The Catholic Church should foot the entire bill for the Pope’s visit

Pope Francis (C) waves to faithful as he leaves after a meeting with the Kenyan youth at the Kasarani stadium in Kenya's capital Nairobi, November 27, 2015. Kenya pretends to be a secular state, so it smacks of favouritism to give a holiday when a particular religious leader visits. PHOTO | REUTERS

What you need to know:

  • However, one pope has a better marketing team and more followers than the others. His title even begins with a capital letter, as though he were the only one.  Just as  Coca Cola  — among the many colas —  has  stuck to the public imagination,  so is there  only one pope  in the minds of many in Christendom.
  • Pope Francis, unofficially the humble Pope, officially Supreme Pontiff, Vicar of Christ, holder of the keys to the Kingdom and last absolute monarch in Europe, was in town last week and many activities ground to a standstill.
  • No one does pomp, grandeur and perfection like Catholics, and it showed. The event went surprisingly smoothly.

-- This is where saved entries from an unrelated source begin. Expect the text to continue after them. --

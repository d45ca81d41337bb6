//! JSON snapshot files for the in-process store.
//!
//! Each table lives in its own file inside the data directory. Files are
//! replaced by writing a sibling temporary file and renaming it over the
//! old one, so a crash mid-write leaves the previous snapshot intact.

use std::io;
use std::path::{Path, PathBuf};

use cap_std::{ambient_authority, fs::Dir};
use serde::Serialize;
use serde::de::DeserializeOwned;
use uuid::Uuid;

use super::models::RowError;

pub(crate) const USERS_FILE: &str = "users.json";
pub(crate) const LISTINGS_FILE: &str = "listings.json";
pub(crate) const INVESTMENTS_FILE: &str = "investments.json";
pub(crate) const TEAM_INVITES_FILE: &str = "team_invites.json";
pub(crate) const PENDING_OTPS_FILE: &str = "pending_otps.json";
pub(crate) const ADJUSTMENTS_FILE: &str = "listing_adjustments.json";

/// Errors raised while reading or writing snapshot files.
#[derive(Debug, thiserror::Error)]
pub enum SnapshotError {
    #[error("snapshot io failed for {path}: {source}")]
    Io {
        path: PathBuf,
        #[source]
        source: io::Error,
    },
    #[error("snapshot {path} is not valid JSON: {message}")]
    Parse { path: PathBuf, message: String },
    #[error("snapshot {path} holds an invalid row: {source}")]
    InvalidRow {
        path: PathBuf,
        #[source]
        source: RowError,
    },
}

impl SnapshotError {
    fn io(path: impl Into<PathBuf>, source: io::Error) -> Self {
        Self::Io {
            path: path.into(),
            source,
        }
    }
}

/// One table serialized and waiting to be written.
#[derive(Debug)]
pub(crate) struct EncodedTable {
    pub(crate) file: &'static str,
    payload: Vec<u8>,
}

/// Capability handle on the data directory.
#[derive(Debug)]
pub(crate) struct SnapshotDir {
    root: PathBuf,
    dir: Dir,
}

impl SnapshotDir {
    /// Open `root`, creating it when missing.
    pub(crate) fn open(root: &Path) -> Result<Self, SnapshotError> {
        Dir::create_ambient_dir_all(root, ambient_authority())
            .map_err(|error| SnapshotError::io(root, error))?;
        let dir = Dir::open_ambient_dir(root, ambient_authority())
            .map_err(|error| SnapshotError::io(root, error))?;
        Ok(Self {
            root: root.to_path_buf(),
            dir,
        })
    }

    /// Read every row of `file`, converting each into `T`. A missing file
    /// is an empty table.
    pub(crate) fn load<R, T>(&self, file: &str) -> Result<Vec<T>, SnapshotError>
    where
        R: DeserializeOwned,
        T: TryFrom<R, Error = RowError>,
    {
        let path = self.root.join(file);
        let payload = match self.dir.read(file) {
            Ok(payload) => payload,
            Err(error) if error.kind() == io::ErrorKind::NotFound => return Ok(Vec::new()),
            Err(error) => return Err(SnapshotError::io(path, error)),
        };
        let rows: Vec<R> = serde_json::from_slice(&payload).map_err(|error| SnapshotError::Parse {
            path: path.clone(),
            message: error.to_string(),
        })?;
        rows.into_iter()
            .map(|row| {
                T::try_from(row).map_err(|source| SnapshotError::InvalidRow {
                    path: path.clone(),
                    source,
                })
            })
            .collect()
    }

    /// Serialize `rows` for a later [`SnapshotDir::write`].
    pub(crate) fn encode<R: Serialize>(
        &self,
        file: &'static str,
        rows: &[R],
    ) -> Result<EncodedTable, SnapshotError> {
        let payload = serde_json::to_vec_pretty(rows).map_err(|error| SnapshotError::Parse {
            path: self.root.join(file),
            message: error.to_string(),
        })?;
        Ok(EncodedTable { file, payload })
    }

    /// Replace the table's file with its encoded rows.
    pub(crate) fn write(&self, table: &EncodedTable) -> Result<(), SnapshotError> {
        let file = table.file;
        let path = self.root.join(file);
        let staging = format!(".{file}.tmp-{}", Uuid::new_v4().simple());
        self.dir
            .write(&staging, &table.payload)
            .map_err(|error| SnapshotError::io(self.root.join(&staging), error))?;
        self.dir.rename(&staging, &self.dir, file).map_err(|error| {
            let _cleanup = self.dir.remove_file(&staging);
            SnapshotError::io(path, error)
        })
    }
}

I remember how joyful my Catholic friend was when she mentioned that the pope was coming to Kenya. I also recall her astonishment when I asked which pope in particular.

Currently, there are several popes, some claiming to have received divine authority from St Mark, like the ones of the Coptic Orthodox Church of Alexandria in Egypt, and others claiming divine authority from St Peter, like the Roman Catholic one.

However, one pope has a better marketing team and more followers than the others. His title even begins with a capital letter, as though he were the only one.  Just as  Coca Cola  — among the many colas —  has  stuck to the public imagination,  so is there  only one pope  in the minds of many in Christendom.

Pope Francis, unofficially the humble Pope, officially Supreme Pontiff, Vicar of Christ, holder of the keys to the Kingdom and last absolute monarch in Europe, was in town last week and many activities ground to a standstill. No one does pomp, grandeur and perfection like Catholics, and it showed. The event went surprisingly smoothly.

RELIGIOUS, NOT STATE VISIT

The government also proclaimed Thursday, November 26, a public holiday, a decision that was challenged in court by an atheist group.

Obviously, this was the right move. Kenya pretends to be a secular state, so it smacks of favouritism to give a holiday when a particular religious leader visits.  This doesn’t help the state of religious cohesion in the country. It seems as if the state is endorsing a particular Christian denomination. I saw a publication on the streets by Protestants who were incensed by the beatification of a nun last year, saying that it was not biblical. I saw several murmurs of discontent on Twitter about the wall-to-wall coverage in the media that the Catholic Church seems entitled to merely by being the oldest version of Christianity.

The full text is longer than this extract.